D’autres modes d’immunisation ont également été étudiés, dans le but de rendre le modèle d’asthme murin plus ‘’physiologique’’ puisque la sensibilisation à l’antigène chez les patients asthmatiques ne se fait pas par voie intra-péritonéale. L’immunisation locale par injections répétées via les voies intra-nasale et intra-trachéale a été étudiée. La réponse est initiée par les composantes de l’immunité innées. Un signal TLR comme le LPS ou encore l’utilisation d’un antigène avec des propriétés enzymatiques sensibilise efficacement les souris par voie intra-nasale (Boyce and Austen, 2005).
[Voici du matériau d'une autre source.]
use ndarray::Array2;
use rayon::prelude::*;

use crate::dictionary::Dictionary;
use crate::error::{ensure, LabelModelError, Result};
use crate::feature_vector::FeatureVector;
use crate::labels::{GoldLabel, Label, SharedLabelingFunction};
use crate::metrics::ConfusionMatrix;
use crate::stats::{self, CorrelationMethod, Exploration, Summary};

/// State shared by every label model: the labeling functions and the two
/// dictionaries naming them and the labels they emit.
pub struct LabelModelCore<D> {
    lf_names: Dictionary,
    label_names: Dictionary,
    lfs: Vec<SharedLabelingFunction<D>>,
}

impl<D> LabelModelCore<D> {
    /// `lfs[i]` must be named `lf_names.label(i)` and `label_names` must hold
    /// exactly the two binary labels.
    pub fn new(
        lf_names: Dictionary,
        label_names: Dictionary,
        lfs: Vec<SharedLabelingFunction<D>>,
    ) -> Result<Self> {
        ensure!(
            label_names.size() == 2,
            "label dictionary must have 2 entries, got {}",
            label_names.size()
        );
        ensure!(
            lf_names.size() == lfs.len(),
            "{} labeling functions for a dictionary of {} names",
            lfs.len(),
            lf_names.size()
        );
        for (i, lf) in lfs.iter().enumerate() {
            let expected = lf_names.label(i)?;
            ensure!(
                lf.name() == expected,
                "labeling function at position {} is '{}', dictionary expects '{}'",
                i,
                lf.name(),
                expected
            );
        }
        Ok(Self {
            lf_names,
            label_names,
            lfs,
        })
    }

    /// Build the name dictionary from the functions themselves.
    pub fn from_labeling_functions(
        label_names: Dictionary,
        lfs: Vec<SharedLabelingFunction<D>>,
    ) -> Result<Self> {
        let lf_names = Dictionary::from_names(lfs.iter().map(|lf| lf.name().to_string()))?;
        Self::new(lf_names, label_names, lfs)
    }

    pub fn lf_names(&self) -> &Dictionary {
        &self.lf_names
    }

    pub fn label_names(&self) -> &Dictionary {
        &self.label_names
    }

    pub fn lfs(&self) -> &[SharedLabelingFunction<D>] {
        &self.lfs
    }

    /// Apply every labeling function to `data`.
    pub fn vectorize(&self, data: &D) -> FeatureVector<i32> {
        self.lfs.iter().map(|lf| lf.apply(data).value()).collect()
    }
}

impl<D: Clone + Send + Sync> LabelModelCore<D> {
    /// Label the data of every gold label. Returns the label matrix along
    /// with the binary ground truth of each row.
    pub fn label_gold(
        &self,
        gold_labels: &[GoldLabel<D>],
    ) -> (Vec<(D, FeatureVector<i32>)>, Vec<Label>) {
        let instances = gold_labels
            .par_iter()
            .map(|gold| (gold.data.clone(), self.vectorize(&gold.data)))
            .collect();
        let truth = gold_labels.iter().map(GoldLabel::binary_label).collect();
        (instances, truth)
    }
}

/// Gold labels used for fitting or diagnostics must be non-empty and share
/// one category.
pub fn check_gold_labels<D>(gold_labels: &[GoldLabel<D>]) -> Result<()> {
    let first = gold_labels
        .first()
        .ok_or_else(|| LabelModelError::Precondition("gold labels must not be empty".into()))?;
    if let Some(other) = gold_labels.iter().find(|gold| gold.label != first.label) {
        return Err(LabelModelError::Precondition(format!(
            "gold labels mix categories '{}' and '{}'",
            first.label, other.label
        )));
    }
    Ok(())
}

/// Lifecycle and diagnostics shared by the label models.
///
/// `fit` prepares the model from gold labels and `predict` turns data points
/// into one binary prediction each. The diagnostics label the gold data with
/// every labeling function and hand the resulting matrix to [`crate::stats`].
pub trait LabelModel<D: Clone + Send + Sync>: Send + Sync {
    fn core(&self) -> &LabelModelCore<D>;

    fn fit(&mut self, gold_labels: &[GoldLabel<D>]) -> Result<()>;

    fn predict(&self, data: &[D]) -> Result<Vec<Label>>;

    fn is_fitted(&self) -> bool;

    /// Optional human readable name for the model
    fn name(&self) -> &str {
        "label_model"
    }

    fn summarize(&self, gold_labels: &[GoldLabel<D>]) -> Result<Vec<Summary>> {
        check_gold_labels(gold_labels)?;
        let core = self.core();
        let (instances, truth) = core.label_gold(gold_labels);
        stats::summarize(core.lf_names(), core.label_names(), &instances, Some(&truth))
    }

    fn explore(&self, gold_labels: &[GoldLabel<D>], lf_name: &str) -> Result<Exploration<D>> {
        check_gold_labels(gold_labels)?;
        let core = self.core();
        let (instances, truth) = core.label_gold(gold_labels);
        stats::explore(core.lf_names(), &instances, &truth, lf_name)
    }

    fn labeling_functions_correlations(
        &self,
        gold_labels: &[GoldLabel<D>],
        method: CorrelationMethod,
    ) -> Result<Array2<f64>> {
        check_gold_labels(gold_labels)?;
        let core = self.core();
        let (instances, _) = core.label_gold(gold_labels);
        stats::labeling_functions_correlations(core.lf_names(), &instances, method)
    }

    /// Score the model's predictions against the gold labels. An abstained
    /// prediction counts as NEGATIVE.
    fn confusion_matrix(&self, gold_labels: &[GoldLabel<D>]) -> Result<ConfusionMatrix> {
        check_gold_labels(gold_labels)?;
        let data: Vec<D> = gold_labels.iter().map(|gold| gold.data.clone()).collect();
        let predictions = self.predict(&data)?;

        let mut matrix = ConfusionMatrix::new();
        for (gold, prediction) in gold_labels.iter().zip(predictions) {
            let prediction = if prediction.is_abstain() {
                Label::Negative
            } else {
                prediction
            };
            matrix.add(gold.binary_label(), prediction)?;
        }
        Ok(matrix)
    }
}

#[cfg(test)]
mod tests {
    use super::*;
    use crate::labels::{label_dictionary, labeling_function, Outcome};

    fn positive_if_even() -> SharedLabelingFunction<i32> {
        labeling_function("even", |x: &i32| {
            if x % 2 == 0 {
                Label::Positive
            } else {
                Label::Abstain
            }
        })
    }

    #[test]
    fn test_core_checks_names_and_sizes() {
        let lf_names = Dictionary::from_names(["even"]).unwrap();
        assert!(LabelModelCore::new(lf_names.clone(), label_dictionary(), vec![positive_if_even()]).is_ok());

        let wrong = Dictionary::from_names(["odd"]).unwrap();
        assert!(LabelModelCore::new(wrong, label_dictionary(), vec![positive_if_even()]).is_err());

        assert!(LabelModelCore::<i32>::new(lf_names.clone(), label_dictionary(), vec![]).is_err());

        let three_labels = Dictionary::from_names(["KO", "OK", "MAYBE"]).unwrap();
        assert!(LabelModelCore::new(lf_names, three_labels, vec![positive_if_even()]).is_err());
    }

    #[test]
    fn test_vectorize_and_label_gold() {
        let core =
            LabelModelCore::from_labeling_functions(label_dictionary(), vec![positive_if_even()])
                .unwrap();
        assert_eq!(core.vectorize(&4).as_slice(), &[1]);
        assert_eq!(core.vectorize(&3).as_slice(), &[-1]);

        let gold = vec![
            GoldLabel::new("1", "even", 2, Outcome::TruePositive),
            GoldLabel::new("2", "even", 3, Outcome::TrueNegative),
        ];
        let (instances, truth) = core.label_gold(&gold);
        assert_eq!(instances[0].0, 2);
        assert_eq!(instances[1].1.as_slice(), &[-1]);
        assert_eq!(truth, vec![Label::Positive, Label::Negative]);
    }

    #[test]
    fn test_gold_label_checks() {
        let empty: Vec<GoldLabel<i32>> = Vec::new();
        assert!(check_gold_labels(&empty).is_err());

        let mixed = vec![
            GoldLabel::new("1", "a", 1, Outcome::TruePositive),
            GoldLabel::new("2", "b", 2, Outcome::TrueNegative),
        ];
        assert!(check_gold_labels(&mixed).is_err());
    }
}
//! CSV export of the diagnostics, for inspection outside of Rust.
use std::io::Write;

use ndarray::Array2;
use serde::Serialize;

use crate::dictionary::Dictionary;
use crate::error::{ensure, LabelModelError, Result};
use crate::stats::Summary;

#[derive(Serialize)]
struct SummaryRow<'a> {
    label: &'a str,
    polarity: String,
    coverage: f64,
    overlaps: f64,
    conflicts: f64,
    correct: i64,
    incorrect: i64,
    labels_overlap: String,
    labels_conflict: String,
}

fn join<'a>(values: impl IntoIterator<Item = &'a String>) -> String {
    values
        .into_iter()
        .map(String::as_str)
        .collect::<Vec<_>>()
        .join("|")
}

impl<'a> From<&'a Summary> for SummaryRow<'a> {
    fn from(summary: &'a Summary) -> Self {
        SummaryRow {
            label: &summary.label,
            polarity: join(&summary.polarity),
            coverage: summary.coverage,
            overlaps: summary.overlaps,
            conflicts: summary.conflicts,
            correct: summary.correct,
            incorrect: summary.incorrect,
            labels_overlap: join(&summary.labels_overlap),
            labels_conflict: join(&summary.labels_conflict),
        }
    }
}

/// Write one CSV row per summary. Set-valued columns are `|`-separated.
pub fn write_summaries<W: Write>(summaries: &[Summary], writer: W) -> Result<()> {
    let mut wtr = csv::Writer::from_writer(writer);
    for summary in summaries {
        wtr.serialize(SummaryRow::from(summary))?;
    }
    wtr.flush()?;
    Ok(())
}

pub fn summaries_to_csv(summaries: &[Summary]) -> Result<String> {
    let mut buffer = Vec::new();
    write_summaries(summaries, &mut buffer)?;
    String::from_utf8(buffer).map_err(|e| LabelModelError::State(e.to_string()))
}

/// Write a labeling function correlation matrix with a header row and a
/// leading name column.
pub fn write_correlations<W: Write>(
    lf_names: &Dictionary,
    matrix: &Array2<f64>,
    writer: W,
) -> Result<()> {
    let names = lf_names.names();
    ensure!(
        matrix.dim() == (names.len(), names.len()),
        "matrix of shape {:?} for {} labeling functions",
        matrix.dim(),
        names.len()
    );

    let mut wtr = csv::Writer::from_writer(writer);
    let mut header = vec![""];
    header.extend(names.iter().copied());
    wtr.write_record(&header)?;

    for (name, row) in names.iter().zip(matrix.rows()) {
        let mut record = vec![name.to_string()];
        record.extend(row.iter().map(|r| format!("{:.6}", r)));
        wtr.write_record(&record)?;
    }
    wtr.flush()?;
    Ok(())
}
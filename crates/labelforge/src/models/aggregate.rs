//! Boolean combination trees over labeling functions.
//!
//! A tree never abstains: a leaf maps its labeling function's POSITIVE vote
//! to POSITIVE and both NEGATIVE and ABSTAIN to NEGATIVE, and the inner nodes
//! only look at whether their children are POSITIVE.
use std::collections::HashMap;
use std::fmt;

use serde::{Deserialize, Serialize};

use crate::error::{LabelModelError, Result};
use crate::labels::{Label, SharedLabelingFunction};

#[derive(Clone, Copy, Debug, PartialEq, Eq, Hash, Serialize, Deserialize)]
#[serde(rename_all = "snake_case")]
pub enum Combinator {
    And,
    Or,
    /// Left is POSITIVE and right is not.
    AndNot,
}

impl Combinator {
    #[inline]
    pub fn eval(self, left: bool, right: bool) -> bool {
        match self {
            Combinator::And => left && right,
            Combinator::Or => left || right,
            Combinator::AndNot => left && !right,
        }
    }
}

impl fmt::Display for Combinator {
    fn fmt(&self, f: &mut fmt::Formatter<'_>) -> fmt::Result {
        let s = match self {
            Combinator::And => "AND",
            Combinator::Or => "OR",
            Combinator::AndNot => "AND_NOT",
        };
        f.write_str(s)
    }
}

/// A node of a combination tree. Inner nodes own both of their children.
pub enum Aggregate<D> {
    Leaf(SharedLabelingFunction<D>),
    And(Box<Aggregate<D>>, Box<Aggregate<D>>),
    Or(Box<Aggregate<D>>, Box<Aggregate<D>>),
    AndNot(Box<Aggregate<D>>, Box<Aggregate<D>>),
}

impl<D> Aggregate<D> {
    pub fn leaf(lf: SharedLabelingFunction<D>) -> Self {
        Aggregate::Leaf(lf)
    }

    pub fn node(combinator: Combinator, left: Aggregate<D>, right: Aggregate<D>) -> Self {
        let (left, right) = (Box::new(left), Box::new(right));
        match combinator {
            Combinator::And => Aggregate::And(left, right),
            Combinator::Or => Aggregate::Or(left, right),
            Combinator::AndNot => Aggregate::AndNot(left, right),
        }
    }

    /// Evaluate the tree on one data point. Always POSITIVE or NEGATIVE.
    pub fn apply(&self, data: &D) -> Label {
        if self.is_positive(data) {
            Label::Positive
        } else {
            Label::Negative
        }
    }

    fn is_positive(&self, data: &D) -> bool {
        match self {
            Aggregate::Leaf(lf) => lf.apply(data).is_positive(),
            Aggregate::And(left, right) => left.is_positive(data) && right.is_positive(data),
            Aggregate::Or(left, right) => left.is_positive(data) || right.is_positive(data),
            Aggregate::AndNot(left, right) => left.is_positive(data) && !right.is_positive(data),
        }
    }

    pub fn combinator(&self) -> Option<Combinator> {
        match self {
            Aggregate::Leaf(_) => None,
            Aggregate::And(..) => Some(Combinator::And),
            Aggregate::Or(..) => Some(Combinator::Or),
            Aggregate::AndNot(..) => Some(Combinator::AndNot),
        }
    }

    pub fn children(&self) -> Option<(&Aggregate<D>, &Aggregate<D>)> {
        match self {
            Aggregate::Leaf(_) => None,
            Aggregate::And(left, right)
            | Aggregate::Or(left, right)
            | Aggregate::AndNot(left, right) => Some((&**left, &**right)),
        }
    }

    pub fn is_leaf(&self) -> bool {
        matches!(self, Aggregate::Leaf(_))
    }

    pub fn depth(&self) -> usize {
        match self.children() {
            None => 1,
            Some((left, right)) => 1 + left.depth().max(right.depth()),
        }
    }

    /// Names of the labeling functions at the leaves, left to right.
    pub fn leaf_names(&self) -> Vec<&str> {
        match self {
            Aggregate::Leaf(lf) => vec![lf.name()],
            Aggregate::And(left, right)
            | Aggregate::Or(left, right)
            | Aggregate::AndNot(left, right) => {
                let mut names = left.leaf_names();
                names.extend(right.leaf_names());
                names
            }
        }
    }

    pub fn snapshot(&self) -> AggregateSnapshot {
        let node = |combinator, left: &Aggregate<D>, right: &Aggregate<D>| AggregateSnapshot::Node {
            combinator,
            left: Box::new(left.snapshot()),
            right: Box::new(right.snapshot()),
        };
        match self {
            Aggregate::Leaf(lf) => AggregateSnapshot::Leaf {
                name: lf.name().to_string(),
            },
            Aggregate::And(left, right) => node(Combinator::And, left, right),
            Aggregate::Or(left, right) => node(Combinator::Or, left, right),
            Aggregate::AndNot(left, right) => node(Combinator::AndNot, left, right),
        }
    }

    /// Rebuild a tree, resolving leaf names against `lfs`.
    pub fn from_snapshot(
        snapshot: &AggregateSnapshot,
        lfs: &HashMap<&str, SharedLabelingFunction<D>>,
    ) -> Result<Self> {
        match snapshot {
            AggregateSnapshot::Leaf { name } => lfs
                .get(name.as_str())
                .cloned()
                .map(Aggregate::Leaf)
                .ok_or_else(|| {
                    LabelModelError::Lookup(format!("no labeling function named '{}'", name))
                }),
            AggregateSnapshot::Node {
                combinator,
                left,
                right,
            } => Ok(Aggregate::node(
                *combinator,
                Aggregate::from_snapshot(left, lfs)?,
                Aggregate::from_snapshot(right, lfs)?,
            )),
        }
    }
}

impl<D> Clone for Aggregate<D> {
    fn clone(&self) -> Self {
        match self {
            Aggregate::Leaf(lf) => Aggregate::Leaf(lf.clone()),
            Aggregate::And(left, right) => Aggregate::And(left.clone(), right.clone()),
            Aggregate::Or(left, right) => Aggregate::Or(left.clone(), right.clone()),
            Aggregate::AndNot(left, right) => Aggregate::AndNot(left.clone(), right.clone()),
        }
    }
}

impl<D> fmt::Display for Aggregate<D> {
    fn fmt(&self, f: &mut fmt::Formatter<'_>) -> fmt::Result {
        match self {
            Aggregate::Leaf(lf) => f.write_str(lf.name()),
            Aggregate::And(left, right) => write!(f, "{}({}, {})", Combinator::And, left, right),
            Aggregate::Or(left, right) => write!(f, "{}({}, {})", Combinator::Or, left, right),
            Aggregate::AndNot(left, right) => {
                write!(f, "{}({}, {})", Combinator::AndNot, left, right)
            }
        }
    }
}

impl<D> fmt::Debug for Aggregate<D> {
    fn fmt(&self, f: &mut fmt::Formatter<'_>) -> fmt::Result {
        write!(f, "Aggregate({})", self)
    }
}

/// Serializable shape of a tree: combinators and labeling function names.
#[derive(Clone, Debug, PartialEq, Eq, Serialize, Deserialize)]
#[serde(tag = "kind", rename_all = "snake_case")]
pub enum AggregateSnapshot {
    Leaf {
        name: String,
    },
    Node {
        combinator: Combinator,
        left: Box<AggregateSnapshot>,
        right: Box<AggregateSnapshot>,
    },
}
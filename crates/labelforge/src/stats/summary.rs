use std::collections::BTreeSet;
use std::fmt;

use serde::{Deserialize, Serialize};

use crate::dictionary::Dictionary;
use crate::error::{ensure, LabelModelError, Result};
use crate::feature_vector::FeatureVector;
use crate::labels::Label;

const ABSTAIN: i32 = -1;

/// Diagnostic snapshot of one labeling function over a labeled dataset.
#[derive(Clone, Debug, PartialEq, Serialize, Deserialize)]
pub struct Summary {
    /// Labeling function name.
    pub label: String,
    /// Label names the function emitted at least once.
    pub polarity: BTreeSet<String>,
    /// Fraction of data points the function did not abstain on.
    pub coverage: f64,
    /// Fraction of labeled data points where another function agreed.
    pub overlaps: f64,
    /// Fraction of labeled data points where another function disagreed.
    pub conflicts: f64,
    /// Votes matching the gold label, `-1` when no gold labels were given.
    pub correct: i64,
    /// Votes contradicting the gold label, `-1` when no gold labels were given.
    pub incorrect: i64,
    pub labels_overlap: BTreeSet<String>,
    pub labels_conflict: BTreeSet<String>,
}

impl Summary {
    /// Empirical accuracy over the non-abstained votes, when it was computed.
    pub fn accuracy(&self) -> Option<f64> {
        if self.correct < 0 || self.incorrect < 0 || self.correct + self.incorrect == 0 {
            return None;
        }
        Some(self.correct as f64 / (self.correct + self.incorrect) as f64)
    }
}

impl fmt::Display for Summary {
    fn fmt(&self, f: &mut fmt::Formatter<'_>) -> fmt::Result {
        let polarity: Vec<&str> = self.polarity.iter().map(String::as_str).collect();
        write!(
            f,
            "{} [{}] coverage={:.4} overlaps={:.4} conflicts={:.4} correct={} incorrect={}",
            self.label,
            polarity.join(", "),
            self.coverage,
            self.overlaps,
            self.conflicts,
            self.correct,
            self.incorrect
        )
    }
}

/// Compute one [`Summary`] per labeling function.
///
/// `instances` holds one vector per data point with one cell per entry of
/// `lf_names`. When `gold_labels` is given it must be aligned with
/// `instances` by position.
pub fn summarize<D>(
    lf_names: &Dictionary,
    label_names: &Dictionary,
    instances: &[(D, FeatureVector<i32>)],
    gold_labels: Option<&[Label]>,
) -> Result<Vec<Summary>> {
    let nb_lfs = lf_names.size();
    ensure!(
        label_names.size() == 2,
        "label dictionary must have 2 entries, got {}",
        label_names.size()
    );
    ensure!(!instances.is_empty(), "at least one data point is required");
    if let Some((j, (_, vector))) = instances
        .iter()
        .enumerate()
        .find(|(_, (_, vector))| vector.len() != nb_lfs)
    {
        return Err(LabelModelError::Precondition(format!(
            "vector {} has {} cells, expected {}",
            j,
            vector.len(),
            nb_lfs
        )));
    }
    if let Some(gold) = gold_labels {
        ensure!(
            gold.len() == instances.len(),
            "{} gold labels for {} data points",
            gold.len(),
            instances.len()
        );
    }

    let nb_data_points = instances.len();
    let mut summaries = Vec::with_capacity(nb_lfs);

    for i in 0..nb_lfs {
        let mut polarity = BTreeSet::new();
        let mut labels_overlap = BTreeSet::new();
        let mut labels_conflict = BTreeSet::new();
        let mut nb_labelled = 0usize;
        let mut nb_overlaps = 0usize;
        let mut nb_conflicts = 0usize;
        let mut nb_correct = 0i64;
        let mut nb_incorrect = 0i64;

        for (j, (_, vector)) in instances.iter().enumerate() {
            let value = vector[i];
            if value <= ABSTAIN {
                continue;
            }

            nb_labelled += 1;
            polarity.insert(label_names.label(value as usize)?.to_string());

            let other = |k: usize| k != i && vector[k] > ABSTAIN;

            if let Some(k) = (0..nb_lfs).find(|&k| other(k) && vector[k] == value) {
                nb_overlaps += 1;
                labels_overlap.insert(lf_names.label(k)?.to_string());
            }
            if let Some(k) = (0..nb_lfs).find(|&k| other(k) && vector[k] != value) {
                nb_conflicts += 1;
                labels_conflict.insert(lf_names.label(k)?.to_string());
            }

            if let Some(gold) = gold_labels {
                if value == gold[j].value() {
                    nb_correct += 1;
                } else {
                    nb_incorrect += 1;
                }
            }
        }

        // Every labelled data point is either correct or incorrect.
        debug_assert!(
            gold_labels.is_none() || (nb_correct + nb_incorrect) as usize == nb_labelled
        );
        let (correct, incorrect) = match gold_labels {
            Some(_) => (nb_correct, nb_incorrect),
            None => (-1, -1),
        };

        let per_labelled = |count: usize| {
            if nb_labelled == 0 {
                0.0
            } else {
                count as f64 / nb_labelled as f64
            }
        };

        summaries.push(Summary {
            label: lf_names.label(i)?.to_string(),
            polarity,
            coverage: nb_labelled as f64 / nb_data_points as f64,
            overlaps: per_labelled(nb_overlaps),
            conflicts: per_labelled(nb_conflicts),
            correct,
            incorrect,
            labels_overlap,
            labels_conflict,
        });
    }

    Ok(summaries)
}

#[cfg(test)]
mod tests {
    use super::*;
    use crate::labels::label_dictionary;

    fn instances(rows: &[&[i32]]) -> Vec<((), FeatureVector<i32>)> {
        rows.iter()
            .map(|row| ((), FeatureVector::from_vec(row.to_vec())))
            .collect()
    }

    #[test]
    fn test_agreeing_functions() {
        let lfs = Dictionary::from_names(["a", "b"]).unwrap();
        let data = instances(&[&[1, 1], &[0, 0], &[1, -1], &[-1, -1]]);

        let summaries = summarize(&lfs, &label_dictionary(), &data, None).unwrap();

        let a = &summaries[0];
        assert_eq!(a.label, "a");
        assert!((a.coverage - 0.75).abs() < 1e-12);
        assert!((a.overlaps - 2.0 / 3.0).abs() < 1e-12);
        assert_eq!(a.conflicts, 0.0);
        assert_eq!(a.correct, -1);
        assert_eq!(a.incorrect, -1);
        assert_eq!(a.polarity.iter().cloned().collect::<Vec<_>>(), vec!["KO", "OK"]);
        assert!(a.labels_overlap.contains("b"));
        assert!(a.labels_conflict.is_empty());

        let b = &summaries[1];
        assert!((b.coverage - 0.5).abs() < 1e-12);
        assert_eq!(b.overlaps, 1.0);
    }

    #[test]
    fn test_correct_and_incorrect_counts() {
        let lfs = Dictionary::from_names(["a"]).unwrap();
        let data = instances(&[&[1], &[0], &[1], &[-1]]);
        let gold = [Label::Positive, Label::Positive, Label::Negative, Label::Negative];

        let summaries = summarize(&lfs, &label_dictionary(), &data, Some(&gold)).unwrap();

        assert_eq!(summaries[0].correct, 1);
        assert_eq!(summaries[0].incorrect, 2);
        let labelled = summaries[0].coverage * data.len() as f64;
        assert_eq!((summaries[0].correct + summaries[0].incorrect) as f64, labelled);
        assert!((summaries[0].accuracy().unwrap() - 1.0 / 3.0).abs() < 1e-12);
    }

    #[test]
    fn test_silent_function_is_nan_guarded() {
        let lfs = Dictionary::from_names(["a", "b"]).unwrap();
        let data = instances(&[&[-1, 1], &[-1, 0]]);

        let summaries = summarize(&lfs, &label_dictionary(), &data, None).unwrap();

        assert_eq!(summaries[0].coverage, 0.0);
        assert_eq!(summaries[0].overlaps, 0.0);
        assert_eq!(summaries[0].conflicts, 0.0);
        assert!(summaries[0].polarity.is_empty());
    }

    #[test]
    fn test_preconditions() {
        let lfs = Dictionary::from_names(["a", "b"]).unwrap();
        let short = instances(&[&[1]]);
        assert!(summarize(&lfs, &label_dictionary(), &short, None).is_err());

        let data = instances(&[&[1, 1]]);
        let gold = [Label::Positive, Label::Negative];
        assert!(summarize(&lfs, &label_dictionary(), &data, Some(&gold)).is_err());

        let empty: Vec<((), FeatureVector<i32>)> = Vec::new();
        assert!(summarize(&lfs, &label_dictionary(), &empty, None).is_err());
    }
}
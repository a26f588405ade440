use std::collections::BTreeMap;

use serde::{Deserialize, Serialize};

use crate::dictionary::Dictionary;
use crate::error::{ensure, Result};
use crate::feature_vector::FeatureVector;
use crate::labels::Label;

/// How a labeling function vote relates to the gold label.
#[derive(Clone, Copy, Debug, PartialEq, Eq, Hash, Serialize, Deserialize)]
pub enum Segment {
    Correct,
    Incorrect,
    /// Both the function and the gold label abstain.
    CorrectAbstain,
    /// The function abstains where the gold label does not.
    IncorrectAbstain,
}

impl Segment {
    pub fn of(vote: i32, gold: Label) -> Segment {
        let gold = gold.value();
        match (vote == Label::Abstain.value(), vote == gold) {
            (true, true) => Segment::CorrectAbstain,
            (true, false) => Segment::IncorrectAbstain,
            (false, true) => Segment::Correct,
            (false, false) => Segment::Incorrect,
        }
    }
}

/// Data points of one labeling function bucketed by [`Segment`].
#[derive(Clone, Debug, PartialEq, Serialize, Deserialize)]
pub struct Exploration<D> {
    pub correct: Vec<D>,
    pub incorrect: Vec<D>,
    pub correct_abstain: Vec<D>,
    pub incorrect_abstain: Vec<D>,
}

impl<D> Default for Exploration<D> {
    fn default() -> Self {
        Self {
            correct: Vec::new(),
            incorrect: Vec::new(),
            correct_abstain: Vec::new(),
            incorrect_abstain: Vec::new(),
        }
    }
}

impl<D> Exploration<D> {
    pub fn segment(&self, segment: Segment) -> &[D] {
        match segment {
            Segment::Correct => &self.correct,
            Segment::Incorrect => &self.incorrect,
            Segment::CorrectAbstain => &self.correct_abstain,
            Segment::IncorrectAbstain => &self.incorrect_abstain,
        }
    }

    fn push(&mut self, segment: Segment, data: D) {
        match segment {
            Segment::Correct => self.correct.push(data),
            Segment::Incorrect => self.incorrect.push(data),
            Segment::CorrectAbstain => self.correct_abstain.push(data),
            Segment::IncorrectAbstain => self.incorrect_abstain.push(data),
        }
    }

    pub fn len(&self) -> usize {
        self.correct.len()
            + self.incorrect.len()
            + self.correct_abstain.len()
            + self.incorrect_abstain.len()
    }

    pub fn is_empty(&self) -> bool {
        self.len() == 0
    }
}

/// Bucket every data point by how the labeling function `lf_name` voted on it.
pub fn explore<D: Clone>(
    lf_names: &Dictionary,
    instances: &[(D, FeatureVector<i32>)],
    gold_labels: &[Label],
    lf_name: &str,
) -> Result<Exploration<D>> {
    ensure!(
        gold_labels.len() == instances.len(),
        "{} gold labels for {} data points",
        gold_labels.len(),
        instances.len()
    );
    let i = lf_names.id(lf_name)?;

    let mut exploration = Exploration::default();
    for ((data, vector), &gold) in instances.iter().zip(gold_labels) {
        let vote = *vector.get(i)?;
        exploration.push(Segment::of(vote, gold), data.clone());
    }
    Ok(exploration)
}

/// [`explore`] every labeling function, keyed by name.
pub fn explore_all<D: Clone>(
    lf_names: &Dictionary,
    instances: &[(D, FeatureVector<i32>)],
    gold_labels: &[Label],
) -> Result<BTreeMap<String, Exploration<D>>> {
    lf_names
        .names()
        .into_iter()
        .map(|name| Ok((name.to_string(), explore(lf_names, instances, gold_labels, name)?)))
        .collect()
}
Par contre, il a été démontré que l’inhalation répétée d’antigène soluble, spécialement l’ovalbumine, induit un état tolérogénique plutôt qu’inflammatoire (Tsitoura et al., 1999). La voie intra-nasale comporte un autre inconvénient majeur, c’est-à-dire que cette technique est imprécise quant aux volumes inhalés ou avalés par les souris. Pour remédier à ce problème, l’injection intra-trachéale a été adoptée par plusieurs groupes, dans leurs

modèles. Elle permet l’injection d’un volume plus grand que la voie intra-nasale, quoique moindre lorsque comparée à la voie intra-péritonéale. Cette méthode permet actuellement d’étudier le rôle des DCs dans la maladie, alors que les DCs sont générées in vitro, incubées avec l’antigène et injectées à la souris. Un profil Th2 semblable à celui obtenu par l’immunisation systémique est observé (Lambrecht et al., 2000).

Depuis quelques années seulement, des modèles d’asthme à neutrophiles ont été élaborés. D’abord, il a été démontré que l’inhalation d’ovalbumine chez les souris transgéniques ayant un TcR dirigé contre l’ovalbumine induit une neutrophilie au niveau des voies respiratoires sans induire de réponse Th2 et la production d’IgE (Nakae et al., 2007; Wilder et al., 2001). Des modèles de transfert adoptif ont également été mis au point. Le transfert de cellules Th17 polarisées in vitro ou encore l’injection intra- trachéale d’ovalbumine combinée à une faible dose de LPS suivie d’un aérosol d’ovalbumine induit une inflammation pulmonaire neutrophilique accompagnée d’hyperréactivité bronchique et d’IL-17 (McKinley et al., 2008; Wilson et al., 2009b).